The intrusion on Mackovski’s Fourth Amendment interests was minimal. Mack-ovski states that during the arrest he was on the ground when officers handcuffed him and then “jumped all over him.” Even assuming that Mackovski’s statement can be construed to mean that Officer Bex “tackled” Mackovski after he was forced to the ground and handcuffed, as the majority suggests, Officer Bex was justified in using force to subdue this dangerous suspect. After the officers “jumped all over him,” Mackovski alleges they pulled his arms back and he blacked out. According to hospital records, Mackovski’s injuries were limited to “bruises and abrasions.” As the district court noted, “[ajdmittedly, the .officers did not treat Mr. Mackovski gently, but such facts demonstrate a minimal to moderate intrusion, at most.”

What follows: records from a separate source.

//! Enemy archetypes, movement and fire control

use glam::Vec2;
use rand::Rng;
use serde::{Deserialize, Serialize};

use super::geom::Rect;
use super::state::{Bullet, Deferred, GameState, absorb_damage};
use crate::aim_velocity;

/// Enemy archetypes
#[derive(Debug, Clone, Copy, PartialEq, Eq, Hash, Serialize, Deserialize)]
pub enum EnemyKind {
    /// Basic ground shooter
    Soldier,
    /// Flying, bobbing, fires an aimed pair
    Drone,
    /// Slow, heavy, three-way spread
    Tank,
    /// Poison rounds
    Toxic,
    /// Carries a shield that absorbs damage before hp
    Shielded,
}

/// Fixed per-archetype profile before wave scaling
#[derive(Debug, Clone, Copy)]
pub struct Profile {
    pub base_hp: f32,
    pub base_speed: f32,
    pub size: Vec2,
    pub score: u64,
    pub color: u32,
}

/// Frames between a drone's first and second shot
pub const DRONE_FOLLOW_UP_DELAY: u64 = 12;
/// Extra random frames added to every enemy's fire cooldown
pub const FIRE_JITTER: u32 = 20;

impl EnemyKind {
    pub const ALL: [EnemyKind; 5] = [
        EnemyKind::Soldier,
        EnemyKind::Drone,
        EnemyKind::Tank,
        EnemyKind::Toxic,
        EnemyKind::Shielded,
    ];

    pub fn profile(&self) -> Profile {
        match self {
            EnemyKind::Soldier => Profile {
                base_hp: 40.0,
                base_speed: 1.0,
                size: Vec2::new(40.0, 70.0),
                score: 50,
                color: 0x2ecc71,
            },
            EnemyKind::Drone => Profile {
                base_hp: 30.0,
                base_speed: 2.0,
                size: Vec2::new(30.0, 30.0),
                score: 80,
                color: 0xe74c3c,
            },
            EnemyKind::Tank => Profile {
                base_hp: 400.0,
                base_speed: 0.5,
                size: Vec2::new(60.0, 90.0),
                score: 300,
                color: 0x555555,
            },
            EnemyKind::Toxic => Profile {
                base_hp: 50.0,
                base_speed: 1.5,
                size: Vec2::new(40.0, 70.0),
                score: 150,
                color: 0x006400,
            },
            EnemyKind::Shielded => Profile {
                base_hp: 80.0,
                base_speed: 1.2,
                size: Vec2::new(45.0, 75.0),
                score: 200,
                color: 0x34495e,
            },
        }
    }

    /// Starting shield for this archetype at `wave`
    pub fn shield(&self, wave: u32) -> f32 {
        match self {
            EnemyKind::Shielded => 150.0 + wave as f32 * 50.0,
            EnemyKind::Soldier | EnemyKind::Drone | EnemyKind::Tank | EnemyKind::Toxic => 0.0,
        }
    }

    pub fn name(&self) -> &'static str {
        match self {
            EnemyKind::Soldier => "SOLDIER",
            EnemyKind::Drone => "DRONE",
            EnemyKind::Tank => "TANK",
            EnemyKind::Toxic => "POISON",
            EnemyKind::Shielded => "SHIELDED",
        }
    }
}

/// A live enemy
#[derive(Debug, Clone, Serialize, Deserialize)]
pub struct Enemy {
    pub id: u32,
    pub kind: EnemyKind,
    /// Top-left corner
    pub pos: Vec2,
    pub size: Vec2,
    pub vel_x: f32,
    pub speed: f32,
    pub hp: f32,
    pub shield: f32,
    /// Frames between volleys
    pub fire_rate: u32,
    /// Frame of the next volley
    pub next_shot: u64,
    /// Fully inside the field at least once; switches entry to patrol
    pub entered: bool,
    pub score: u64,
}

impl Enemy {
    /// Spawn an enemy of `kind` scaled to the state's current wave
    pub fn spawn(state: &mut GameState, kind: EnemyKind) -> Enemy {
        let profile = kind.profile();
        let wave = state.wave as f32;
        let speed = profile.base_speed + wave * 0.05;
        let vp = state.viewport;

        let (x, vel_x) = if state.rng.random_bool(0.5) {
            (-50.0, speed)
        } else {
            (vp.width + 50.0, -speed)
        };
        let y = match kind {
            EnemyKind::Drone => 50.0 + state.rng.random::<f32>() * (vp.floor_y - 250.0).max(0.0),
            EnemyKind::Soldier | EnemyKind::Tank | EnemyKind::Toxic | EnemyKind::Shielded => {
                vp.floor_y - profile.size.y
            }
        };
        let fire_rate = 160u32.saturating_sub(state.wave * 5).max(50);
        let first_shot_delay = state.rng.random_range(0..100u64);

        Enemy {
            id: state.next_entity_id(),
            kind,
            pos: Vec2::new(x, y),
            size: profile.size,
            vel_x,
            speed,
            hp: profile.base_hp + wave * 15.0,
            shield: kind.shield(state.wave),
            fire_rate,
            next_shot: state.frame + fire_rate as u64 + first_shot_delay,
            entered: false,
            score: profile.score,
        }
    }

    pub fn rect(&self) -> Rect {
        Rect {
            pos: self.pos,
            size: self.size,
        }
    }

    pub fn center(&self) -> Vec2 {
        self.pos + self.size * 0.5
    }

    /// Muzzle: front edge at mid height
    pub fn muzzle(&self) -> Vec2 {
        Vec2::new(self.pos.x, self.pos.y + self.size.y / 2.0)
    }

    pub fn is_dead(&self) -> bool {
        self.hp <= 0.0
    }

    /// Shield-first damage, identical to the player's
    pub fn take_damage(&mut self, amount: f32) -> f32 {
        absorb_damage(&mut self.shield, &mut self.hp, amount)
    }

    /// Shot damage at `wave`
    pub fn shot_damage(wave: u32) -> f32 {
        10.0 + wave as f32 * 2.0
    }

    /// Move one tick: inward until entered, then bounce between the edges
    pub fn advance(&mut self, field_width: f32, frame: u64) {
        self.vel_x = self.speed.copysign(self.vel_x);
        self.pos.x += self.vel_x;

        let max_x = field_width - self.size.x;
        if !self.entered {
            if self.pos.x > 0.0 && self.pos.x < max_x {
                self.entered = true;
            }
        } else if self.pos.x <= 0.0 {
            self.vel_x = self.speed.abs();
        } else if self.pos.x >= max_x {
            self.vel_x = -self.speed.abs();
        }

        match self.kind {
            EnemyKind::Drone => self.pos.y += (frame as f32 * 0.1).sin() * 2.0,
            EnemyKind::Soldier | EnemyKind::Tank | EnemyKind::Toxic | EnemyKind::Shielded => {}
        }
    }

    /// Whether the muzzle is inside the field horizontally
    pub fn can_fire(&self, field_width: f32) -> bool {
        self.pos.x > 0.0 && self.pos.x < field_width
    }
}

/// Emit this archetype's volley toward `target`
fn fire(enemy: &Enemy, target: Vec2, wave: u32) -> Vec<Bullet> {
    let origin = enemy.muzzle();
    let dmg = Enemy::shot_damage(wave);
    let angle = crate::angle_to(origin, target);
    match enemy.kind {
        EnemyKind::Tank => (-1..=1)
            .map(|i| {
                let a = angle + i as f32 * 0.2;
                Bullet::new(origin, crate::velocity_at(a, 5.0), dmg)
            })
            .collect(),
        EnemyKind::Drone => vec![Bullet::new(origin, crate::velocity_at(angle, 6.0), dmg)],
        EnemyKind::Toxic => vec![Bullet::new(origin, crate::velocity_at(angle, 5.0), dmg).poisoned()],
        EnemyKind::Shielded => vec![Bullet::new(origin, crate::velocity_at(angle, 10.0), dmg + 5.0)],
        EnemyKind::Soldier => vec![Bullet::new(origin, crate::velocity_at(angle, 5.0), dmg)],
    }
}

/// Move every enemy and run its fire control
pub fn update_all(state: &mut GameState) {
    let target = state.player.center();
    let width = state.viewport.width;
    let frame = state.frame;
    let wave = state.wave;

    let mut enemies = std::mem::take(&mut state.enemies);
    for enemy in &mut enemies {
        enemy.advance(width, frame);

        if enemy.can_fire(width) && frame >= enemy.next_shot {
            state.enemy_bullets.extend(fire(enemy, target, wave));
            if enemy.kind == EnemyKind::Drone {
                state.schedule_in(
                    DRONE_FOLLOW_UP_DELAY,
                    Deferred::DroneFollowUp { enemy_id: enemy.id },
                );
            }
            let jitter = state.rng.random_range(0..=FIRE_JITTER);
            enemy.next_shot = frame + (enemy.fire_rate + jitter) as u64;
        }
    }
    state.enemies = enemies;
}

/// Run deferred enemy actions that fall due this frame
pub fn run_deferred(state: &mut GameState) {
    for action in state.take_due_actions() {
        match action {
            Deferred::DroneFollowUp { enemy_id } => {
                // The drone may have died in the meantime
                let Some(drone) = state.enemies.iter().find(|e| e.id == enemy_id) else {
                    continue;
                };
                let origin = drone.muzzle();
                let vel = aim_velocity(origin, state.player.center(), 6.0);
                let bullet = Bullet::new(origin, vel, Enemy::shot_damage(state.wave));
                state.enemy_bullets.push(bullet);
            }
        }
    }
}

#[cfg(test)]
mod tests {
    use super::*;
    use crate::sim::state::Viewport;

    fn state() -> GameState {
        GameState::new(7, Viewport::new(1280.0, 800.0))
    }

    #[test]
    fn test_stats_scale_with_wave() {
        let mut s = state();
        let w1 = Enemy::spawn(&mut s, EnemyKind::Soldier);
        s.wave = 6;
        let w6 = Enemy::spawn(&mut s, EnemyKind::Soldier);
        assert!(w6.hp > w1.hp);
        assert!(w6.speed > w1.speed);
        assert!(w6.fire_rate < w1.fire_rate);
        assert_eq!(w1.hp, 40.0 + 15.0);
        assert_eq!(w6.fire_rate, 130);
    }

    #[test]
    fn test_fire_rate_floor() {
        let mut s = state();
        s.wave = 40;
        assert_eq!(Enemy::spawn(&mut s, EnemyKind::Tank).fire_rate, 50);
    }

    #[test]
    fn test_spawns_offscreen_moving_inward() {
        let mut s = state();
        for _ in 0..20 {
            let e = Enemy::spawn(&mut s, EnemyKind::Toxic);
            if e.pos.x < 0.0 {
                assert!(e.vel_x > 0.0);
            } else {
                assert!(e.pos.x > s.viewport.width);
                assert!(e.vel_x < 0.0);
            }
            assert_eq!(e.pos.y + e.size.y, s.viewport.floor_y);
        }
    }

    #[test]
    fn test_only_shielded_carries_shield() {
        let mut s = state();
        s.wave = 5;
        assert_eq!(Enemy::spawn(&mut s, EnemyKind::Shielded).shield, 400.0);
        assert_eq!(Enemy::spawn(&mut s, EnemyKind::Soldier).shield, 0.0);
    }

    #[test]
    fn test_shield_absorbs_then_overflows() {
        let mut s = state();
        let mut e = Enemy::spawn(&mut s, EnemyKind::Shielded);
        let hp = e.hp;
        e.shield = 30.0;
        e.take_damage(20.0);
        assert_eq!(e.hp, hp);
        e.take_damage(20.0);
        assert_eq!(e.shield, 0.0);
        assert_eq!(e.hp, hp - 10.0);
    }

    #[test]
    fn test_patrol_bounces_instead_of_leaving() {
        let mut s = state();
        let mut e = Enemy::spawn(&mut s, EnemyKind::Drone);
        let width = s.viewport.width;
        for frame in 0..5000 {
            e.advance(width, frame);
        }
        assert!(e.entered);
        assert!(e.pos.x > -e.speed - 1.0 && e.pos.x < width);
    }

    #[test]
    fn test_tank_fires_three_way_spread() {
        let mut s = state();
        let e = Enemy::spawn(&mut s, EnemyKind::Tank);
        let shots = fire(&e, Vec2::new(640.0, 600.0), 1);
        assert_eq!(shots.len(), 3);
        assert!(shots.iter().all(|b| (b.vel.length() - 5.0).abs() < 1e-4));
    }

    #[test]
    fn test_toxic_rounds_poison() {
        let mut s = state();
        let e = Enemy::spawn(&mut s, EnemyKind::Toxic);
        let shots = fire(&e, Vec2::ZERO, 1);
        assert!(shots.iter().all(|b| b.poison));
    }

    #[test]
    fn test_drone_follow_up_is_scheduled_and_fired() {
        let mut s = state();
        let mut drone = Enemy::spawn(&mut s, EnemyKind::Drone);
        drone.pos.x = 600.0;
        drone.entered = true;
        drone.next_shot = 0;
        s.enemies.push(drone);

        s.frame = 10;
        update_all(&mut s);
        assert_eq!(s.enemy_bullets.len(), 1);
        assert_eq!(s.pending.len(), 1);

        s.frame = 10 + DRONE_FOLLOW_UP_DELAY - 1;
        run_deferred(&mut s);
        assert_eq!(s.enemy_bullets.len(), 1);

        s.frame = 10 + DRONE_FOLLOW_UP_DELAY;
        run_deferred(&mut s);
        assert_eq!(s.enemy_bullets.len(), 2);
        assert!(s.pending.is_empty());
    }

    #[test]
    fn test_drone_follow_up_dropped_when_drone_dead() {
        let mut s = state();
        s.schedule_in(0, Deferred::DroneFollowUp { enemy_id: 999 });
        run_deferred(&mut s);
        assert!(s.enemy_bullets.is_empty());
    }
}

Balancing the “nature and quality of the intrusion” on Mackovski’s Fourth Amendment rights against the officers’ interests in making a safe arrest clearly favors the officers here. If we are to take Supreme Court doctrine seriously and view the reasonableness of the arrest “in light of the facts and circumstances confronting [officers]” at the time, id. at 397, 109 S.Ct. 1865, then we should find as a matter of law that Officer Bex’s use of force was justified to apprehend a known dangerous suspect. I fear that decisions like this one are converting federal civil rights actions into common law negligence suits. That was not the evil Congress was addressing in the post-Civil War era when section 1983’s predecessor was enacted into law. I would grant summary judgment for the *657defendants on plaintiffs’ excessive force claim and affirm the district court’s judgment in its entirety.